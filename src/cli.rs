use clap::{Parser, Subcommand};
use std::path::PathBuf;

#[derive(Parser)]
#[command(name = "recodarr")]
#[command(author, version, about = "Re-encode Radarr imports with ffmpeg")]
pub struct Cli {
    /// Path to config file
    #[arg(short, long, global = true)]
    pub config: Option<PathBuf>,

    /// Enable verbose logging
    #[arg(short, long, global = true)]
    pub verbose: bool,

    #[command(subcommand)]
    pub command: Commands,
}

#[derive(Subcommand)]
pub enum Commands {
    /// Start the webhook receiver and job worker
    Start {
        /// Host to bind to (overrides config)
        #[arg(long)]
        host: Option<String>,

        /// Port to listen on (overrides config and PORT)
        #[arg(short, long)]
        port: Option<u16>,
    },

    /// Probe a media file and show the streams that would be kept
    Probe {
        /// File to probe
        #[arg(required = true)]
        file: PathBuf,

        /// Output as JSON
        #[arg(long)]
        json: bool,
    },

    /// Check that ffmpeg and ffprobe are available
    CheckTools,

    /// Validate configuration file
    Validate {
        /// Config file to validate (uses default search paths if not specified)
        config: Option<PathBuf>,
    },

    /// Display version information
    Version,
}
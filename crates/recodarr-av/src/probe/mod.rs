//! Media file probing.
//!
//! The pipeline only depends on [`MediaProber`]; [`Ffprobe`] is the
//! implementation backed by the ffprobe CLI.

mod ffprobe;
mod types;

pub use ffprobe::{parse_ffprobe_json, probe_with_ffprobe, Ffprobe};
pub use types::*;

use crate::Result;
use std::path::Path;

/// Something that can describe the streams of a media file.
#[async_trait::async_trait]
pub trait MediaProber: Send + Sync {
    async fn probe(&self, path: &Path) -> Result<MediaDescriptor>;
}

#[async_trait::async_trait]
impl MediaProber for Ffprobe {
    async fn probe(&self, path: &Path) -> Result<MediaDescriptor> {
        probe_with_ffprobe(self.program(), path).await
    }
}
//! Stream inventory types.

use serde::{Deserialize, Serialize};
use std::collections::HashMap;

/// Kind of elementary stream inside a container.
#[derive(Debug, Clone, Copy, PartialEq, Eq, Hash, Serialize, Deserialize)]
#[serde(rename_all = "lowercase")]
pub enum MediaType {
    Video,
    Audio,
    Subtitle,
    /// Data, attachment and other streams ffmpeg reports but we never map.
    Other,
}

impl MediaType {
    /// Map ffprobe's `codec_type` to a media type.
    pub fn from_codec_type(codec_type: &str) -> Self {
        match codec_type {
            "video" => Self::Video,
            "audio" => Self::Audio,
            "subtitle" => Self::Subtitle,
            _ => Self::Other,
        }
    }
}

impl std::fmt::Display for MediaType {
    fn fmt(&self, f: &mut std::fmt::Formatter<'_>) -> std::fmt::Result {
        match self {
            MediaType::Video => write!(f, "video"),
            MediaType::Audio => write!(f, "audio"),
            MediaType::Subtitle => write!(f, "subtitle"),
            MediaType::Other => write!(f, "other"),
        }
    }
}

/// One stream of a probed container.
#[derive(Debug, Clone, PartialEq, Serialize, Deserialize)]
pub struct MediaStream {
    /// Global stream index within the container.
    pub index: u32,
    /// Codec name as reported by ffprobe (e.g. "hevc", "eac3", "subrip").
    pub codec_name: String,
    /// Stream kind.
    pub media_type: MediaType,
    /// Zero-based position among streams of the same media type.
    pub type_index: u32,
    /// ISO 639 language code, "und" when untagged.
    pub language: String,
}

/// Stream inventory and duration of a media file.
#[derive(Debug, Clone, PartialEq, Serialize, Deserialize)]
pub struct MediaDescriptor {
    pub streams: Vec<MediaStream>,
    /// Container duration in seconds.
    pub duration_seconds: Option<f64>,
}

impl MediaDescriptor {
    /// All streams of the given type, in `type_index` order.
    pub fn streams_of(&self, media_type: MediaType) -> Vec<&MediaStream> {
        self.streams
            .iter()
            .filter(|s| s.media_type == media_type)
            .collect()
    }

    /// First video stream.
    pub fn primary_video(&self) -> Option<&MediaStream> {
        self.streams
            .iter()
            .find(|s| s.media_type == MediaType::Video)
    }

    pub fn audio_streams(&self) -> Vec<&MediaStream> {
        self.streams_of(MediaType::Audio)
    }

    pub fn subtitle_streams(&self) -> Vec<&MediaStream> {
        self.streams_of(MediaType::Subtitle)
    }
}

/// Assign per-type `type_index` values.
///
/// Streams are ordered by their global index and each media type keeps its own
/// counter, so interleaved layouts (video, audio, subtitle, audio) still number
/// the second audio stream 1. This matches ffmpeg's `0:a:N` stream specifiers.
pub fn assign_type_indexes(streams: &mut [MediaStream]) {
    streams.sort_by_key(|s| s.index);

    let mut counters: HashMap<MediaType, u32> = HashMap::new();
    for stream in streams.iter_mut() {
        let counter = counters.entry(stream.media_type).or_insert(0);
        stream.type_index = *counter;
        *counter += 1;
    }
}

EXERCISE:
Extract every entry in the listing word for word.

SOLUTION TO THIS EXERCISE:
filename src/cli.rs
use clap::{Parser, Subcommand};
use std::path::PathBuf;

#[derive(Parser)]
#[command(name = "recodarr")]
#[command(author, version, about = "Re-encode Radarr imports with ffmpeg")]
pub struct Cli {
    /// Path to config file
    #[arg(short, long, global = true)]
    pub config: Option<PathBuf>,

    /// Enable verbose logging
    #[arg(short, long, global = true)]
    pub verbose: bool,

    #[command(subcommand)]
    pub command: Commands,
}

#[derive(Subcommand)]
pub enum Commands {
    /// Start the webhook receiver and job worker
    Start {
        /// Host to bind to (overrides config)
        #[arg(long)]
        host: Option<String>,

        /// Port to listen on (overrides config and PORT)
        #[arg(short, long)]
        port: Option<u16>,
    },

    /// Probe a media file and show the streams that would be kept
    Probe {
        /// File to probe
        #[arg(required = true)]
        file: PathBuf,

        /// Output as JSON
        #[arg(long)]
        json: bool,
    },

    /// Check that ffmpeg and ffprobe are available
    CheckTools,

    /// Validate configuration file
    Validate {
        /// Config file to validate (uses default search paths if not specified)
        config: Option<PathBuf>,
    },

    /// Display version information
    Version,
}
filename crates/recodarr-av/src/probe/mod.rs
//! Media file probing.
//!
//! The pipeline only depends on [`MediaProber`]; [`Ffprobe`] is the
//! implementation backed by the ffprobe CLI.

mod ffprobe;
mod types;

pub use ffprobe::{parse_ffprobe_json, probe_with_ffprobe, Ffprobe};
pub use types::*;

use crate::Result;
use std::path::Path;

/// Something that can describe the streams of a media file.
#[async_trait::async_trait]
pub trait MediaProber: Send + Sync {
    async fn probe(&self, path: &Path) -> Result<MediaDescriptor>;
}

#[async_trait::async_trait]
impl MediaProber for Ffprobe {
    async fn probe(&self, path: &Path) -> Result<MediaDescriptor> {
        probe_with_ffprobe(self.program(), path).await
    }
}
//! Stream inventory types.

use serde::{Deserialize, Serialize};
use std::collections::HashMap;

/// Kind of elementary stream inside a container.
#[derive(Debug, Clone, Copy, PartialEq, Eq, Hash, Serialize, Deserialize)]
#[serde(rename_all = "lowercase")]
pub enum MediaType {
    Video,
    Audio,
    Subtitle,
    /// Data, attachment and other streams ffmpeg reports but we never map.
    Other,
}

impl MediaType {
    /// Map ffprobe's `codec_type` to a media type.
    pub fn from_codec_type(codec_type: &str) -> Self {
        match codec_type {
            "video" => Self::Video,
            "audio" => Self::Audio,
            "subtitle" => Self::Subtitle,
            _ => Self::Other,
        }
    }
}

impl std::fmt::Display for MediaType {
    fn fmt(&self, f: &mut std::fmt::Formatter<'_>) -> std::fmt::Result {
        match self {
            MediaType::Video => write!(f, "video"),
            MediaType::Audio => write!(f, "audio"),
            MediaType::Subtitle => write!(f, "subtitle"),
            MediaType::Other => write!(f, "other"),
        }
    }
}

/// One stream of a probed container.
#[derive(Debug, Clone, PartialEq, Serialize, Deserialize)]
pub struct MediaStream {
    /// Global stream index within the container.
    pub index: u32,
    /// Codec name as reported by ffprobe (e.g. "hevc", "eac3", "subrip").
    pub codec_name: String,
    /// Stream kind.
    pub media_type: MediaType,
    /// Zero-based position among streams of the same media type.
    pub type_index: u32,
    /// ISO 639 language code, "und" when untagged.
    pub language: String,
}

/// Stream inventory and duration of a media file.
#[derive(Debug, Clone, PartialEq, Serialize, Deserialize)]
pub struct MediaDescriptor {
    pub streams: Vec<MediaStream>,
    /// Container duration in seconds.
    pub duration_seconds: Option<f64>,
}

impl MediaDescriptor {
    /// All streams of the given type, in `type_index` order.
    pub fn streams_of(&self, media_type: MediaType) -> Vec<&MediaStream> {
        self.streams
            .iter()
            .filter(|s| s.media_type == media_type)
            .collect()
    }

    /// First video stream.
    pub fn primary_video(&self) -> Option<&MediaStream> {
        self.streams
            .iter()
            .find(|s| s.media_type == MediaType::Video)
    }

    pub fn audio_streams(&self) -> Vec<&MediaStream> {
        self.streams_of(MediaType::Audio)
    }

    pub fn subtitle_streams(&self) -> Vec<&MediaStream> {
        self.streams_of(MediaType::Subtitle)
    }
}

/// Assign per-type `type_index` values.
///
/// Streams are ordered by their global index and each media type keeps its own
/// counter, so interleaved layouts (video, audio, subtitle, audio) still number
/// the second audio stream 1. This matches ffmpeg's `0:a:N` stream specifiers.
pub fn assign_type_indexes(streams: &mut [MediaStream]) {
    streams.sort_by_key(|s| s.index);

    let mut counters: HashMap<MediaType, u32> = HashMap::new();
    for stream in streams.iter_mut() {
        let counter = counters.entry(stream.media_type).or_insert(0);
        stream.type_index = *counter;
        *counter += 1;
    }
}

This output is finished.